▸ What the task asks
Identify each line below that contains the word "locals", and copy it out.

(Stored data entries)

◇ ◇ ◇ ◇ ◇ ◇ ◇

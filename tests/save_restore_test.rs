// Save and restore through the stores, end to end
use zcore::config::Config;
use zcore::error::SaveError;
use zcore::quetzal::{
    restore_game, save_game, save_to_form, FileSaveStore, FormChunk, MemorySaveStore,
    PortableGameState, SaveGameDataStore,
};
use zcore::test_utils::{ObjectSpec, StoryBuilder};
use zcore::vm::{Game, VM};

use test_log::test;

fn story() -> Vec<u8> {
    StoryBuilder::new(3)
        .release(88)
        .serial("840726")
        .global(0, 1)
        .object(ObjectSpec::new("room").child(2))
        .object(ObjectSpec::new("lamp").parent(1).attribute(3))
        .build()
}

fn new_vm(compress: bool) -> VM {
    let mut config = Config::default();
    config.saves.compress = compress;
    VM::new(Game::with_config(story(), config).unwrap())
}

/// Play a few "moves": change globals and objects, call two routines deep
fn play(vm: &mut VM) {
    vm.write_global(16, 500).unwrap();
    vm.write_global(40, 0xffff).unwrap();
    let tree = vm.game.object_tree();
    tree.set_attribute(&mut vm.game.memory, 2, 10).unwrap();
    tree.remove_object(&mut vm.game.memory, 2).unwrap();

    vm.push(1).unwrap();
    vm.call_routine(0xc40, None, &[], &[0, 0]).unwrap();
    vm.write_variable(2, 77).unwrap();
    vm.push(2).unwrap();
    vm.call_routine(0xc80, Some(0), &[3, 4, 5], &[0, 0, 0, 0]).unwrap();
    vm.push(3).unwrap();
    vm.push(4).unwrap();
}

fn assert_same_machine(a: &VM, b: &VM) {
    let size = a.game.dynamic_size();
    assert_eq!(
        &a.game.memory.as_slice()[..size],
        &b.game.memory.as_slice()[..size]
    );
    assert_eq!(a.stack, b.stack);
    assert_eq!(a.call_stack, b.call_stack);
}

#[test]
fn test_round_trip_compressed() {
    let mut vm = new_vm(true);
    play(&mut vm);
    let mut store = MemorySaveStore::new();
    save_game(&vm, 0xc99, &mut store).unwrap();

    let form = store.retrieve_form_chunk().unwrap();
    assert!(form.sub_chunk(b"CMem").is_some());

    let mut restored = new_vm(true);
    assert_eq!(restore_game(&mut restored, &mut store).unwrap(), 0xc99);
    assert_eq!(restored.pc, 0xc99);
    assert_same_machine(&vm, &restored);

    // the restored machine carries on where the saved one was
    assert_eq!(restored.pop().unwrap(), 4);
    assert_eq!(restored.read_variable(3).unwrap(), 5);
    restored.return_from_routine(9).unwrap();
    // result went to the stack of the caller
    assert_eq!(restored.pop().unwrap(), 9);
    assert_eq!(restored.read_variable(2).unwrap(), 77);
    let tree = restored.game.object_tree();
    assert!(tree.is_attribute_set(&restored.game.memory, 2, 10).unwrap());
    assert_eq!(tree.child(&restored.game.memory, 1).unwrap(), 0);
}

#[test]
fn test_round_trip_uncompressed() {
    let mut vm = new_vm(false);
    play(&mut vm);
    let form = save_to_form(&vm, 0xc99).unwrap();
    let umem = form.sub_chunk(b"UMem").unwrap();
    assert_eq!(umem.data.len(), vm.game.dynamic_size());
    assert!(form.sub_chunk(b"CMem").is_none());

    let bytes = form.to_bytes();
    let mut state = PortableGameState::new();
    state.read_save_game(&FormChunk::from_bytes(&bytes).unwrap()).unwrap();
    let mut restored = new_vm(false);
    state.transfer_state_to_machine(&mut restored).unwrap();
    assert_same_machine(&vm, &restored);
}

#[test]
fn test_restore_replaces_later_changes() {
    let mut vm = new_vm(true);
    let mut store = MemorySaveStore::new();
    save_game(&vm, vm.pc, &mut store).unwrap();
    play(&mut vm);
    assert_eq!(vm.read_global(16).unwrap(), 500);

    restore_game(&mut vm, &mut store).unwrap();
    assert_eq!(vm.read_global(16).unwrap(), 1);
    assert_eq!(vm.call_stack.len(), 1);
    assert!(vm.stack.is_empty());
}

#[test]
fn test_stks_layout_of_saved_frames() {
    let mut vm = new_vm(true);
    play(&mut vm);
    let form = save_to_form(&vm, 0xc99).unwrap();
    let stks = &form.sub_chunk(b"Stks").unwrap().data;

    // main frame: pc 0, discard, no locals, 1 stack value
    assert_eq!(&stks[..10], &[0, 0, 0, 0x10, 0, 0, 0, 1, 0, 1]);
    // second frame: 2 locals, discard, no arguments, 1 stack value
    assert_eq!(&stks[10..18], &[0x00, 0x0c, 0x00, 0x12, 0, 0, 0, 1]);
    // third frame: 4 locals, stores to the stack, 3 arguments
    let third = 10 + 8 + 4 + 2;
    assert_eq!(&stks[third + 3..third + 8], &[0x04, 0x00, 0b111, 0, 2]);
}

#[test]
fn test_save_for_another_story_is_refused() {
    let mut vm = new_vm(true);
    play(&mut vm);
    let mut store = MemorySaveStore::new();
    save_game(&vm, 0xc99, &mut store).unwrap();

    let other = StoryBuilder::new(3).release(88).serial("840727").build();
    let mut other = VM::new(Game::from_memory(other).unwrap());
    match restore_game(&mut other, &mut store) {
        Err(SaveError::StoryMismatch {
            saved_serial,
            serial,
            ..
        }) => {
            assert_eq!(saved_serial, "840726");
            assert_eq!(serial, "840727");
        }
        other => panic!("unexpected {:?}", other),
    }
    assert_eq!(other.call_stack.len(), 1);
    assert_eq!(other.read_global(16).unwrap(), 0);
}

#[test]
fn test_restore_without_save() {
    let mut vm = new_vm(true);
    let mut store = MemorySaveStore::new();
    assert!(matches!(
        restore_game(&mut vm, &mut store),
        Err(SaveError::NoSaveData)
    ));
}

#[test]
fn test_corrupt_save_file() {
    let mut vm = new_vm(true);
    play(&mut vm);
    let path = std::env::temp_dir().join(format!("zcore-corrupt-{}.qzl", std::process::id()));
    let mut store = FileSaveStore::new(&path);
    save_game(&vm, 0xc99, &mut store).unwrap();

    let mut bytes = std::fs::read(&path).unwrap();
    bytes.truncate(bytes.len() - 3);
    std::fs::write(&path, &bytes).unwrap();

    let mut fresh = new_vm(true);
    assert!(matches!(
        restore_game(&mut fresh, &mut store),
        Err(SaveError::Truncated { .. })
    ));
    assert_eq!(fresh.call_stack.len(), 1);
    std::fs::remove_file(&path).unwrap();
}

◇ ◇ ◇ ◇ ◇ ◇ ◇

▸ Result
    // main frame: pc 0, discard, no locals, 1 stack value
    // second frame: 2 locals, discard, no arguments, 1 stack value
    // third frame: 4 locals, stores to the stack, 3 arguments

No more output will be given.